Beta-blocker use following MI confirmed

Publication date: Thursday, 02 February 2017
Contributor(s): Jeremy Bray

A French observational study has found that use of a beta-blocker early after myocardial infarction (MI) (within 48 hours) is associated with a substantial reduction in 30-day mortality in people who do not have heart failure. However, continuing with beta-blockers was not associated with a significant reduction in mortality at 1 year. In addition, stopping beta-blocker treatment in the year after an MI did not appear to affect mortality at 5 years.

A total of 2679 people with MI who did not have heart failure or left ventricular systolic dysfunction ( LVSD) were included in the study.
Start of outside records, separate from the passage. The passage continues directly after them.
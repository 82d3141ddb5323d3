use std::collections::BTreeMap;

use schemars::JsonSchema;
use serde::{Deserialize, Serialize};

/// A single answer as bound to a form input.
#[derive(Debug, Clone, PartialEq, Serialize, Deserialize)]
#[serde(untagged)]
pub enum AnswerValue {
    Text(String),
    Number(f64),
    Choices(Vec<String>),
}

impl AnswerValue {
    /// `true` for `""` and `[]`; numbers are never empty.
    pub fn is_empty(&self) -> bool {
        match self {
            AnswerValue::Text(text) => text.is_empty(),
            AnswerValue::Number(_) => false,
            AnswerValue::Choices(items) => items.is_empty(),
        }
    }

    /// String form used by equality and substring comparisons.
    pub fn to_display(&self) -> String {
        match self {
            AnswerValue::Text(text) => text.clone(),
            AnswerValue::Number(number) => format_number(*number),
            AnswerValue::Choices(items) => items.join(","),
        }
    }

    /// Numeric coercion; `NaN` when the value is not a number.
    pub fn to_number(&self) -> f64 {
        match self {
            AnswerValue::Text(text) => coerce_number(text),
            AnswerValue::Number(number) => *number,
            AnswerValue::Choices(items) => coerce_list(items),
        }
    }
}

impl From<&str> for AnswerValue {
    fn from(value: &str) -> Self {
        AnswerValue::Text(value.to_string())
    }
}

impl From<String> for AnswerValue {
    fn from(value: String) -> Self {
        AnswerValue::Text(value)
    }
}

impl From<f64> for AnswerValue {
    fn from(value: f64) -> Self {
        AnswerValue::Number(value)
    }
}

impl From<i64> for AnswerValue {
    fn from(value: i64) -> Self {
        AnswerValue::Number(value as f64)
    }
}

impl From<Vec<String>> for AnswerValue {
    fn from(value: Vec<String>) -> Self {
        AnswerValue::Choices(value)
    }
}

impl From<Vec<&str>> for AnswerValue {
    fn from(value: Vec<&str>) -> Self {
        AnswerValue::Choices(value.into_iter().map(str::to_string).collect())
    }
}

/// Live answer map keyed by field key. `null` entries are dropped on load.
#[derive(Debug, Clone, PartialEq, Default, Serialize, Deserialize)]
#[serde(
    from = "BTreeMap<String, Option<AnswerValue>>",
    into = "BTreeMap<String, AnswerValue>"
)]
pub struct Answers(BTreeMap<String, AnswerValue>);

impl Answers {
    pub fn new() -> Self {
        Self::default()
    }

    pub fn get(&self, key: &str) -> Option<&AnswerValue> {
        self.0.get(key)
    }

    pub fn insert(&mut self, key: impl Into<String>, value: impl Into<AnswerValue>) {
        self.0.insert(key.into(), value.into());
    }

    pub fn remove(&mut self, key: &str) -> Option<AnswerValue> {
        self.0.remove(key)
    }

    pub fn contains_key(&self, key: &str) -> bool {
        self.0.contains_key(key)
    }

    pub fn keys(&self) -> impl Iterator<Item = &String> {
        self.0.keys()
    }

    pub fn len(&self) -> usize {
        self.0.len()
    }

    pub fn is_empty(&self) -> bool {
        self.0.is_empty()
    }

    pub fn to_json_pretty(&self) -> Result<String, serde_json::Error> {
        serde_json::to_string_pretty(self)
    }
}

impl From<BTreeMap<String, Option<AnswerValue>>> for Answers {
    fn from(raw: BTreeMap<String, Option<AnswerValue>>) -> Self {
        Self(
            raw.into_iter()
                .filter_map(|(key, value)| value.map(|value| (key, value)))
                .collect(),
        )
    }
}

impl From<Answers> for BTreeMap<String, AnswerValue> {
    fn from(answers: Answers) -> Self {
        answers.0
    }
}

impl<K, V> FromIterator<(K, V)> for Answers
where
    K: Into<String>,
    V: Into<AnswerValue>,
{
    fn from_iter<T: IntoIterator<Item = (K, V)>>(iter: T) -> Self {
        Self(
            iter.into_iter()
                .map(|(key, value)| (key.into(), value.into()))
                .collect(),
        )
    }
}

/// Validation failure reported for one field.
#[derive(Debug, Clone, PartialEq, Eq, Serialize, Deserialize, JsonSchema)]
#[serde(rename_all = "camelCase")]
pub struct ValidationError {
    pub field_key: String,
    pub message: String,
}

/// Result returned from `validate`.
#[derive(Debug, Clone, PartialEq, Eq, Serialize, Deserialize, JsonSchema)]
#[serde(rename_all = "camelCase")]
pub struct ValidationResult {
    pub valid: bool,
    #[serde(default, skip_serializing_if = "Vec::is_empty")]
    pub errors: Vec<ValidationError>,
    /// Answer keys with no matching field. Reported, never blocking.
    #[serde(default, skip_serializing_if = "Vec::is_empty")]
    pub unknown_fields: Vec<String>,
}

impl ValidationResult {
    /// Errors keyed by field, the shape form hosts bind to inputs.
    pub fn error_map(&self) -> BTreeMap<String, String> {
        self.errors
            .iter()
            .map(|error| (error.field_key.clone(), error.message.clone()))
            .collect()
    }

    pub fn error_for(&self, field_key: &str) -> Option<&str> {
        self.errors
            .iter()
            .find(|error| error.field_key == field_key)
            .map(|error| error.message.as_str())
    }
}

/// Formats a number the way form inputs echo it back: `5`, `2.5`, `1e+21`.
///
/// Magnitudes from `1e-6` up to `1e21` print in plain decimal; everything
/// else uses exponent form with an explicit exponent sign.
pub(crate) fn format_number(value: f64) -> String {
    if value == 0.0 {
        // drops the sign of -0
        return "0".to_string();
    }
    if value.is_nan() {
        return "NaN".to_string();
    }
    if value.is_infinite() {
        let text = if value > 0.0 { "Infinity" } else { "-Infinity" };
        return text.to_string();
    }
    if (1e-6..1e21).contains(&value.abs()) {
        return value.to_string();
    }
    let exponent = format!("{:e}", value);
    match exponent.split_once('e') {
        Some((mantissa, power)) if !power.starts_with('-') => format!("{mantissa}e+{power}"),
        _ => exponent,
    }
}

/// Text to number: blank is `0`, anything unparsable is `NaN`.
///
/// Accepts decimal and exponent notation, unsigned `0x`/`0o`/`0b` literals
/// and the exact spellings `Infinity`/`-Infinity`. Decimal literals too large
/// for `f64` become infinite.
pub(crate) fn coerce_number(text: &str) -> f64 {
    let trimmed = text.trim();
    if trimmed.is_empty() {
        return 0.0;
    }
    match trimmed {
        "Infinity" | "+Infinity" => return f64::INFINITY,
        "-Infinity" => return f64::NEG_INFINITY,
        _ => {}
    }
    if let Some(value) = radix_literal(trimmed) {
        return value;
    }
    let lowered = trimmed.to_ascii_lowercase();
    if lowered.contains("inf") || lowered.contains("nan") {
        return f64::NAN;
    }
    trimmed.parse::<f64>().unwrap_or(f64::NAN)
}

fn radix_literal(text: &str) -> Option<f64> {
    let radix = match text.get(..2)? {
        "0x" | "0X" => 16,
        "0o" | "0O" => 8,
        "0b" | "0B" => 2,
        _ => return None,
    };
    let digits = &text[2..];
    if digits.is_empty() {
        return Some(f64::NAN);
    }
    let value = digits.chars().try_fold(0.0, |acc: f64, ch| {
        ch.to_digit(radix)
            .map(|digit| acc * f64::from(radix) + f64::from(digit))
    });
    Some(value.unwrap_or(f64::NAN))
}

/// Lists coerce through their single element; `[]` is `0`.
pub(crate) fn coerce_list(items: &[String]) -> f64 {
    match items {
        [] => 0.0,
        [only] => coerce_number(only),
        _ => f64::NAN,
    }
}

#[cfg(test)]
mod tests {
    use super::*;

    #[test]
    fn numbers_display_without_trailing_fraction() {
        assert_eq!(AnswerValue::Number(5.0).to_display(), "5");
        assert_eq!(AnswerValue::Number(2.5).to_display(), "2.5");
        assert_eq!(AnswerValue::Number(-0.0).to_display(), "0");
    }

    #[test]
    fn extreme_magnitudes_display_in_exponent_form() {
        assert_eq!(format_number(1e21), "1e+21");
        assert_eq!(format_number(-2.5e30), "-2.5e+30");
        assert_eq!(format_number(1.5e-7), "1.5e-7");
        assert_eq!(format_number(1e20), "100000000000000000000");
        assert_eq!(format_number(0.000001), "0.000001");
        assert_eq!(format_number(f64::INFINITY), "Infinity");
        assert_eq!(format_number(f64::NAN), "NaN");
    }

    #[test]
    fn coercion_follows_form_input_rules() {
        assert_eq!(coerce_number(""), 0.0);
        assert_eq!(coerce_number(" 42 "), 42.0);
        assert!(coerce_number("abc").is_nan());
        assert!(coerce_number("inf").is_nan());
        assert!(coerce_number("-infinity").is_nan());
        assert!(coerce_number("NaN").is_nan());
        assert_eq!(coerce_number("-Infinity"), f64::NEG_INFINITY);
        assert_eq!(coerce_list(&["7".to_string()]), 7.0);
        assert!(coerce_list(&["1".to_string(), "2".to_string()]).is_nan());
    }

    #[test]
    fn radix_literals_and_overflow_coerce() {
        assert_eq!(coerce_number("0x10"), 16.0);
        assert_eq!(coerce_number("0XfF"), 255.0);
        assert_eq!(coerce_number("0o17"), 15.0);
        assert_eq!(coerce_number("0b101"), 5.0);
        assert!(coerce_number("-0x10").is_nan());
        assert!(coerce_number("0x").is_nan());
        assert!(coerce_number("0x1g").is_nan());
        assert!(coerce_number("0x+1").is_nan());
        assert_eq!(coerce_number("1e400"), f64::INFINITY);
        assert_eq!(coerce_number("-1e400"), f64::NEG_INFINITY);
    }

    #[test]
    fn null_answers_are_dropped() {
        let answers: Answers =
            serde_json::from_str(r#"{"a": null, "b": "x", "c": 3, "d": ["p", "q"]}"#)
                .expect("deserialize");
        assert!(!answers.contains_key("a"));
        assert_eq!(answers.get("b"), Some(&AnswerValue::Text("x".into())));
        assert_eq!(answers.get("c"), Some(&AnswerValue::Number(3.0)));
        assert_eq!(answers.len(), 3);
    }
}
Data came from the nationwide French registry of Acute ST-elevation and non-ST-elevation Myocardial Infarction (Fast-MI), and from physicians, patients or their families, discharge letters and other supportive documents.

Key result are summarised in the Table. The beneficial effects seen from early beta-blocker use and 30-day mortality in people without heart failure or LVSD are consistent with the NICE guideline on myocardial infarction www.nice.org.uk/guidance/cg172, which recommends that people should be offered a beta-blocker as soon as possible after an MI, when they are haemodynamically stable. The lack of a detrimental effect on 5-year mortality from stopping beta-blocker treatment at 1 year in people without heart failure or LVSD suggests that it might be worth considering whether continued beta-blocker treatment needs to be reviewed in these people after a year. This is consistent with the NICE guideline, which recommends that beta-blocker treatment should be continued indefinitely only in people who have LVSD. However, the lack of a statistically significant reduction in mortality seen after a year in people who were discharged on beta-blockers adds uncertainty about the optimum duration of beta-blocker treatment after an MI.

Table: Key results from the study.

  • People taking beta-blockers within 48 hours  of an MI had a statistically significant reduction in 30-day mortality both before and after adjusting the results for confounding factors (unadjusted hazard ratio [HR] 0.26, 95% CI 0.17 to 0.38, p0.001; adjusted HR 0.46, 95% CI 0.26 to 0.82, p=0.008).
  • Taking a beta-blocker on discharge was associated with a statistically significant reduction in death at 1 year compared with not taking a beta-blocker (unadjusted HR 0.43, 95% CI 0.28 to 0.65, p0.001), but this was not statistically significant when the results were adjusted for confounding factors (adjusted HR 0.77, 95% CI 0.46 to 1.30, p=0.32).
  • No statistically significant association between taking beta-blockers at one year and death at 5 years was found before or after the results were adjusted for confounding factors (unadjusted HR 0.79, 95% CI 0.45 to 1.38, p=0.41; adjusted HR 1.19, 95% CI 0.65 to 2.18, p=0.57).

ACTION

These results are consistent with recent NICE guidance and suggest that stopping beta-blocker treatment in the year after an MI does not appear to affect mortality at 5 years in contrast to the increase in 5-year mortality seen when statin treatment is stopped. However the limitations of using observational data to guide clinical decisions should be remembered.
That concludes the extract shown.